Et certes, le Coléoptère se gardait bien de remuer pattes ou antennes ― mais je n’étais pas si loin de la chair que l’on pourrait l’imaginer. De fait, j’ai souvent éprouvé à quel point le désir des autres, leurs fantasmes, leurs obsessions, leurs manies ou leurs délires passaient à travers moi comme si, par la grâce de mon double sexe (et comme si j’étais crucifié pour la jouissance des autres), je n’étais ce que j’étais, plus insignifiant que le non-sens et plus effacé que l’absence, que pour justifier toutes les aberrations de l’amour.

Claude Louis-Combet, Marinus et Marina, José Corti, 2003, pp 252-253

 

Topiaria espère voir un homme. Elle voit Topiarius gesticuler. Il extirpe les citrouilles de son potager. Au stade de croissance et de développement de la récolte les courges sont infectées par la gale. De grandes cavités liégeuses déforment le fruit. « Adieu le Potiron d’Or ! » Le trophée de la citrouille la plus lourde n’honorera pas ce jardin. Des pieds processionnaires aggravent les malformations des Cucurbitacées. Des ventres croupis giclent par brassées sur la murette. Des éclats de chair boursoufflée s’enchevêtrent aux feuilles. Des lésions multiples criblent le corps du jardinier. Topiarius invective Topiaria d’une rangée sinistrée à l’autre. Il hurle à la mort.

Topiaria traverse un paysage de fosse commune.

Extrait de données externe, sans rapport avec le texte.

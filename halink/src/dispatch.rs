//! Incoming dispatch: routes one inbound message to its link.
//!
//! The transport runs this once per arriving message, in its own
//! short-lived task, and sends the returned [`DeliveryStatus`] back to the
//! sender as the reply.

use async_trait::async_trait;
use tracing::warn;

use crate::entrypoint::{EntrypointReply, EntrypointRequest, EntrypointStatus};
use crate::message::Message;
use crate::registry::LinkRegistry;
use crate::transport::{DeliveryStatus, InboundHandler};
use crate::types::RequestId;

/// Deposit `msg` into the inbound queue of the link it is addressed to.
///
/// Unknown destinations are answered [`DeliveryStatus::NoSuchLink`] and
/// leave the registry untouched; the sender is expected to reconnect.
pub fn dispatch_incoming(registry: &LinkRegistry, msg: Message) -> DeliveryStatus {
    match registry.find(&msg.link_id) {
        Some(link) => link.deliver_incoming(msg),
        None => {
            warn!(link = %msg.link_id, tag = msg.tag, "message for unknown link");
            DeliveryStatus::NoSuchLink
        }
    }
}

/// [`InboundHandler`] serving links only.
///
/// Entrypoint requests are answered `Unavailable`; use an
/// [`HaNode`](crate::HaNode) to accept links.
#[derive(Debug, Clone)]
pub struct RegistryHandler {
    registry: LinkRegistry,
}

impl RegistryHandler {
    /// Handler routing into `registry`.
    pub fn new(registry: LinkRegistry) -> Self {
        Self { registry }
    }
}

#[async_trait]
impl InboundHandler for RegistryHandler {
    fn deliver(&self, msg: Message) -> DeliveryStatus {
        dispatch_incoming(&self.registry, msg)
    }

    async fn entrypoint(&self, _request: EntrypointRequest) -> EntrypointReply {
        EntrypointReply::failed(RequestId::default(), EntrypointStatus::Unavailable)
    }
}
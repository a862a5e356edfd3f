// Copyright (c) 2023 Graphcore Ltd. All rights reserved.

//! Options consumed by a [`Scheduler`](crate::scheduler::Scheduler) and the
//! [`Workbench`](crate::workbench::Workbench) that drives it.

use serde::{Deserialize, Serialize};

/// Resources and randomness used by a single simulation run.
#[derive(Clone, Debug, PartialEq, Serialize, Deserialize)]
#[serde(default)]
pub struct SimulationOption {
    /// Number of simulated cores.
    pub core_count: usize,

    /// Number of frames that can be in flight at once.
    pub frame_pool_size: usize,

    /// Amount of jitter applied to job durations, 0 disables it.
    pub jitter: f64,

    /// Upper bound of the jitter multiplier when `jitter == 1`.
    pub jitter_ceiling: f64,

    /// Seed for the jitter generator.
    pub seed: u64,

    /// Draw a fresh seed every time a scheduler is built.
    pub auto_seed: bool,

    /// Pop ready jobs of the oldest frame first rather than in FIFO order.
    pub priority_queue: bool,
}

impl Default for SimulationOption {
    fn default() -> Self {
        Self {
            core_count: 4,
            frame_pool_size: 3,
            jitter: 0.0,
            jitter_ceiling: 2.0,
            seed: 0,
            auto_seed: false,
            priority_queue: false,
        }
    }
}

impl SimulationOption {
    /// Return a copy with every value brought into its valid range together
    /// with a description of each adjustment made.
    #[must_use]
    pub fn normalised(&self) -> (Self, Vec<String>) {
        let mut option = self.clone();
        let mut adjustments = Vec::new();

        if option.core_count < 1 {
            adjustments.push(format!("core_count {} raised to 1", option.core_count));
            option.core_count = 1;
        }
        if option.frame_pool_size < 1 {
            adjustments.push(format!(
                "frame_pool_size {} raised to 1",
                option.frame_pool_size
            ));
            option.frame_pool_size = 1;
        }
        if !option.jitter.is_finite() {
            adjustments.push(format!("jitter {} replaced by 0", option.jitter));
            option.jitter = 0.0;
        } else if !(0.0..=1.0).contains(&option.jitter) {
            let clamped = option.jitter.clamp(0.0, 1.0);
            adjustments.push(format!("jitter {} clamped to {clamped}", option.jitter));
            option.jitter = clamped;
        }
        if !option.jitter_ceiling.is_finite() || option.jitter_ceiling < 1.0 {
            adjustments.push(format!(
                "jitter_ceiling {} raised to 1",
                option.jitter_ceiling
            ));
            option.jitter_ceiling = 1.0;
        }

        (option, adjustments)
    }
}

/// How a [`Workbench`](crate::workbench::Workbench) tick drives its
/// scheduler.
#[derive(Clone, Debug, PartialEq, Serialize, Deserialize)]
#[serde(default)]
pub struct ControlOption {
    /// Step repeatedly on every tick instead of once.
    pub auto_step: bool,

    /// Step ceiling for auto-stepping.
    pub max_auto_step: u64,
}

impl Default for ControlOption {
    fn default() -> Self {
        Self {
            auto_step: false,
            max_auto_step: 500,
        }
    }
}

#[cfg(test)]
mod tests {
    use super::*;

    #[test]
    fn defaults_are_already_valid() {
        let (option, adjustments) = SimulationOption::default().normalised();
        assert_eq!(option, SimulationOption::default());
        assert!(adjustments.is_empty());
    }

    #[test]
    fn out_of_range_values_are_clamped() {
        let option = SimulationOption {
            core_count: 0,
            frame_pool_size: 0,
            jitter: 1.5,
            jitter_ceiling: 0.5,
            ..Default::default()
        };
        let (option, adjustments) = option.normalised();
        assert_eq!(option.core_count, 1);
        assert_eq!(option.frame_pool_size, 1);
        assert_eq!(option.jitter, 1.0);
        assert_eq!(option.jitter_ceiling, 1.0);
        assert_eq!(adjustments.len(), 4);
    }

    #[test]
    fn nan_jitter_is_disabled() {
        let option = SimulationOption {
            jitter: f64::NAN,
            ..Default::default()
        };
        let (option, adjustments) = option.normalised();
        assert_eq!(option.jitter, 0.0);
        assert_eq!(adjustments, vec!["jitter NaN replaced by 0"]);
    }
}
// Copyright (c) 2025 Graphcore Ltd. All rights reserved.

//! Library functions to build trackers as defined by the user.

use std::io::BufWriter;
use std::rc::Rc;
use std::{fs, io};

use crate::tracker::multi_tracker::MultiTracker;
use crate::tracker::{EntityManager, TextTracker, TrackConfigError};
use crate::{Tracker, Writer};

/// Configuration options for an individual tracker.
pub struct TrackerConfig<'a> {
    /// Enable this tracker.
    pub enable: bool,

    /// Set the level at which this tracker should be enabled.
    pub level: log::Level,

    /// A regular expression to match which entities should have this level
    /// applied.
    pub filter_regex: &'a str,

    /// If required, the name of the file to which the tracker will write.
    pub file: Option<&'a str>,
}

impl Default for TrackerConfig<'_> {
    fn default() -> Self {
        Self {
            enable: true,
            level: log::Level::Warn,
            filter_regex: "",
            file: None,
        }
    }
}

/// Configuration options for all tracking.
pub struct TrackersConfig<'a> {
    /// Configuration for stdout.
    pub stdout: TrackerConfig<'a>,

    /// Configuration for the text log file.
    pub file: TrackerConfig<'a>,
}

/// The user can pass a filter regular expression which will set the level only
/// for matching Entities and set all other Entities to only emit errors.
fn build_entity_manager(config: &TrackerConfig) -> Result<EntityManager, TrackConfigError> {
    let default_level = if config.filter_regex.is_empty() {
        config.level
    } else {
        log::Level::Error
    };

    let mut entity_manager = EntityManager::new(default_level);
    if !config.filter_regex.is_empty() {
        entity_manager.add_entity_level_filter(config.filter_regex, config.level)?;
    }
    Ok(entity_manager)
}

/// Create a tracker that prints to stdout
fn build_stdout_tracker(config: &TrackerConfig) -> Result<Tracker, TrackConfigError> {
    let entity_manager = build_entity_manager(config)?;
    let stdout_writer = Box::new(BufWriter::new(io::stdout()));
    Ok(Rc::new(TextTracker::new(entity_manager, stdout_writer)))
}

/// Same as the stdout tracker (see build_stdout_tracker) except will write to
/// the configured file.
fn build_file_tracker(config: &TrackerConfig) -> Result<Tracker, TrackConfigError> {
    let entity_manager = build_entity_manager(config)?;

    let Some(path) = config.file else {
        return Err(TrackConfigError(
            "File tracker enabled without a file name".to_string(),
        ));
    };
    let file = fs::File::create(path)
        .map_err(|e| TrackConfigError(format!("Failed to create {path}: {e}")))?;

    let file_writer: Writer = Box::new(BufWriter::new(file));
    Ok(Rc::new(TextTracker::new(entity_manager, file_writer)))
}

/// Set up stdout/file trackers according the the command-line arguments
pub fn setup_trackers(config: &TrackersConfig) -> Result<Tracker, TrackConfigError> {
    let multi_tracker_required = config.stdout.enable && config.file.enable;

    if multi_tracker_required {
        let mut tracker = MultiTracker::default();
        tracker.add_tracker(build_stdout_tracker(&config.stdout)?);
        tracker.add_tracker(build_file_tracker(&config.file)?);
        Ok(Rc::new(tracker))
    } else if config.stdout.enable {
        build_stdout_tracker(&config.stdout)
    } else if config.file.enable {
        build_file_tracker(&config.file)
    } else {
        build_stdout_tracker(&TrackerConfig::default())
    }
}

Les morceaux de légumes fermentent. Ça grouille. Elle voit que la terre déborde. Elle cherche la sortie de ce jardin en putréfaction. Une courge encore bien en chair remonte à la surface. Le potager n’est potager qu’à la surface. Ce que la cucurbite a de plus profond c’est sa peau. Son corps est mailloté dans des langes serrés qui s’effilochent. C’est le spectre du commencement de l’existence qui n’en finit pas de se former. Plantée sur le tas de fumier une larve est revenue narguer la terre. Le jardinier ne sent plus sa tête ulcérée et son corps troué. Il est traversé par des vers :

Homme
J’ai les yeux plus gros que les couilles
Je vous regarde avec toute l’horreur
De mon amour.

Femme
Ouvre ta gueule, béat,
Que je me mette à prier.

Homme, femme
Moi, j’ai la tête qui me sort des fesses
Ça m’empêche de penser.

Enfant
Maman, arrête de me mordre
Ça va me faire jouir.

 [2]

Topiarius voit les chancres de la gale même dans la plus épanouie des fleurs. Il guette la maladie d’une rose en pleine santé. Il ne cherche que le désastre, la sauvagerie et les gestes obscènes infligés à un enfant. Il se découpe comme un bifteck, il est tantôt morceau de viande, tantôt boucher. Depuis le temps de la première épidémie le jardinier voit la mort partout à l’œil nu et d’un coup de pioche. Il désherbe des ossements. Il engraisse ses plates-bandes avec du sang contaminé. Il déracine des citrouilles purulentes dont il mange la morve sans prier.

Elles sont toutes là. Remontées des lieux ordinaires d’un petit jardin potager : les abîmées, les bosselées, les saccagées, les culbutées, les déglinguées, les estropiées, les gonflées et les dégonflées et les moisies des pédoncules et les trois paires de cordon ombilical et l’érysipèle, la substance en ébullition entre la tige et les graines. L’ombre du feu Saint-Antoine dessine et écrit au travers d’un jardin des maléfices. Trois lettres tracent au même moment le refus et l’acceptation. À la manière de la citrouille du conte, une courge un peu moins ulcérée que les autres attend un moyen de transport. Un carrosse de deux fois trois lettres avance et recule vers elle à travers un OUI et un NON.

27 novembre 2012
T T+

[1Le fameux « fond » de Klee serait alors l’espace [le jardin clos] où dessin et texte demeurent en travail au sens de « in progress/ blurring of art and life ».

[2Claude Louis-Combet, Le Conciliabule,
Dado, Éditions Virgile, 2012, pp 27-32.